Exercise objective — If a line in the data below contains the word "find", copy it out.

Source records —
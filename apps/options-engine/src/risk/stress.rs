//! Full-revaluation stress testing over a shock grid.

use chrono::NaiveDate;
use rayon::prelude::*;
use rust_decimal::prelude::ToPrimitive;
use serde::{Deserialize, Serialize};
use tracing::info;

use crate::config::EngineConfig;
use crate::error::EngineError;
use crate::portfolio::Position;
use crate::pricing::bs_price;

/// Default price shocks: unshocked plus +/-5% through +/-30%.
pub const DEFAULT_PRICE_SHOCKS: [f64; 9] =
    [-0.30, -0.20, -0.10, -0.05, 0.0, 0.05, 0.10, 0.20, 0.30];

/// Default volatility shocks: -25% through +100%.
pub const DEFAULT_VOL_SHOCKS: [f64; 5] = [-0.25, 0.0, 0.25, 0.50, 1.0];

/// One cell of the stress grid.
#[derive(Debug, Clone, Copy, PartialEq, Serialize, Deserialize)]
pub struct StressScenario {
    /// Relative spot shock (-0.10 = spot down 10%).
    pub price_shock: f64,
    /// Relative volatility shock (0.50 = vol up 50%).
    pub vol_shock: f64,
    /// Portfolio P&L under the scenario.
    pub pnl: f64,
    /// P&L as a fraction of the base portfolio value.
    pub pnl_pct: f64,
}

/// All scenarios plus the worst case.
#[derive(Debug, Clone, Serialize, Deserialize)]
pub struct StressTestResult {
    /// Every (price shock, vol shock) combination evaluated.
    pub scenarios: Vec<StressScenario>,
    /// The scenario with the largest loss.
    pub worst_case: StressScenario,
}

/// Revalue the portfolio under every combination of price and volatility
/// shock and report P&L per scenario.
///
/// Each position is repriced with Black-Scholes at the shocked spot and
/// volatility; the base value uses the unshocked inputs, so a (0, 0) cell
/// always shows zero P&L. Scenarios are independent and evaluated in
/// parallel.
///
/// # Errors
///
/// Returns [`EngineError::InvalidInput`] when inputs are out of domain, when
/// either shock list is empty, or when a shock would push spot or
/// volatility non-positive.
pub fn stress_test(
    positions: &[Position],
    spot: f64,
    price_shocks: &[f64],
    vol_shocks: &[f64],
    config: &EngineConfig,
    asof: NaiveDate,
) -> Result<StressTestResult, EngineError> {
    EngineError::require_positive("spot", spot)?;
    if price_shocks.is_empty() || vol_shocks.is_empty() {
        return Err(EngineError::invalid_input(
            "stress test requires at least one price shock and one vol shock",
        ));
    }
    if let Some(shock) = price_shocks.iter().find(|&&s| s <= -1.0) {
        return Err(EngineError::invalid_input(format!(
            "price shock {shock} would make spot non-positive"
        )));
    }
    if let Some(shock) = vol_shocks.iter().find(|&&s| s <= -1.0) {
        return Err(EngineError::invalid_input(format!(
            "vol shock {shock} would make volatility non-positive"
        )));
    }

    let base_value = portfolio_model_value(positions, spot, 0.0, config, asof)?;

    let grid: Vec<(f64, f64)> = price_shocks
        .iter()
        .flat_map(|&p| vol_shocks.iter().map(move |&v| (p, v)))
        .collect();

    let scenarios: Vec<StressScenario> = grid
        .par_iter()
        .map(|&(price_shock, vol_shock)| {
            let shocked_spot = spot * (1.0 + price_shock);
            let shocked_value =
                portfolio_model_value(positions, shocked_spot, vol_shock, config, asof)?;
            let pnl = shocked_value - base_value;
            let pnl_pct = if base_value.abs() > 1e-9 {
                pnl / base_value.abs()
            } else {
                0.0
            };
            Ok(StressScenario {
                price_shock,
                vol_shock,
                pnl,
                pnl_pct,
            })
        })
        .collect::<Result<_, EngineError>>()?;

    let worst_case = scenarios
        .iter()
        .copied()
        .min_by(|a, b| a.pnl.total_cmp(&b.pnl))
        .ok_or_else(|| EngineError::invalid_input("empty stress grid"))?;

    info!(
        scenarios = scenarios.len(),
        worst_pnl = worst_case.pnl,
        worst_price_shock = worst_case.price_shock,
        worst_vol_shock = worst_case.vol_shock,
        "Stress test complete"
    );

    Ok(StressTestResult {
        scenarios,
        worst_case,
    })
}

/// Model value of the portfolio at a shocked spot and relative vol shock.
fn portfolio_model_value(
    positions: &[Position],
    spot: f64,
    vol_shock: f64,
    config: &EngineConfig,
    asof: NaiveDate,
) -> Result<f64, EngineError> {
    let mut total = 0.0;
    for position in positions {
        let strike = position
            .contract
            .strike
            .to_f64()
            .ok_or_else(|| EngineError::invalid_input("strike out of f64 range"))?;
        let vol = position
            .contract
            .implied_volatility
            .unwrap_or(config.default_volatility)
            * (1.0 + vol_shock);
        let t = position.contract.time_to_expiry(asof);
        let price = bs_price(
            spot,
            strike,
            t,
            config.risk_free_rate,
            vol,
            position.contract.kind,
        )?;
        total += price
            * position.signed_quantity() as f64
            * f64::from(position.contract.multiplier);
    }
    Ok(total)
}

#[cfg(test)]
mod tests {
    use super::*;
    use crate::models::{OptionContract, OptionKind, OptionStyle};
    use crate::portfolio::PositionStatus;
    use crate::strategy::Action;
    use rust_decimal_macros::dec;
    use uuid::Uuid;

    fn date(y: i32, m: u32, d: u32) -> NaiveDate {
        NaiveDate::from_ymd_opt(y, m, d).unwrap()
    }

    fn long_call() -> Position {
        let mut contract = OptionContract::new(
            "BTC",
            OptionKind::Call,
            OptionStyle::European,
            dec!(50000),
            date(2026, 6, 26),
            1,
        );
        contract.implied_volatility = Some(0.6);
        Position {
            id: Uuid::new_v4(),
            contract,
            action: Action::Buy,
            quantity: 1,
            entry_price: dec!(4000),
            entry_date: date(2026, 1, 2),
            status: PositionStatus::Open,
            mark_price: Some(dec!(4000)),
        }
    }

    #[test]
    fn test_zero_shock_cell_is_zero_pnl() {
        let positions = vec![long_call()];
        let result = stress_test(
            &positions,
            50000.0,
            &[0.0],
            &[0.0],
            &EngineConfig::default(),
            date(2026, 1, 2),
        )
        .unwrap();
        assert_eq!(result.scenarios.len(), 1);
        assert!(result.scenarios[0].pnl.abs() < 1e-9);
    }

    #[test]
    fn test_long_call_loses_on_crash() {
        let positions = vec![long_call()];
        let result = stress_test(
            &positions,
            50000.0,
            &[-0.30, 0.0, 0.30],
            &[0.0],
            &EngineConfig::default(),
            date(2026, 1, 2),
        )
        .unwrap();
        assert_eq!(result.scenarios.len(), 3);
        assert!((result.worst_case.price_shock + 0.30).abs() < 1e-12);
        assert!(result.worst_case.pnl < 0.0);
    }

    #[test]
    fn test_long_call_gains_on_vol_spike() {
        let positions = vec![long_call()];
        let result = stress_test(
            &positions,
            50000.0,
            &[0.0],
            &[-0.25, 0.0, 1.0],
            &EngineConfig::default(),
            date(2026, 1, 2),
        )
        .unwrap();
        let vol_up = result
            .scenarios
            .iter()
            .find(|s| (s.vol_shock - 1.0).abs() < 1e-12)
            .unwrap();
        assert!(vol_up.pnl > 0.0);
        // Worst case for a long call is the vol crush.
        assert!((result.worst_case.vol_shock + 0.25).abs() < 1e-12);
    }

    #[test]
    fn test_empty_shock_grid_rejected() {
        let positions = vec![long_call()];
        assert!(
            stress_test(
                &positions,
                50000.0,
                &[],
                &[0.0],
                &EngineConfig::default(),
                date(2026, 1, 2),
            )
            .is_err()
        );
    }

    #[test]
    fn test_degenerate_shock_rejected() {
        let positions = vec![long_call()];
        assert!(
            stress_test(
                &positions,
                50000.0,
                &[-1.0],
                &[0.0],
                &EngineConfig::default(),
                date(2026, 1, 2),
            )
            .is_err()
        );
    }
}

Answer —
    if let Some(shock) = price_shocks.iter().find(|&&s| s <= -1.0) {
    if let Some(shock) = vol_shocks.iter().find(|&&s| s <= -1.0) {
            .find(|s| (s.vol_shock - 1.0).abs() < 1e-12)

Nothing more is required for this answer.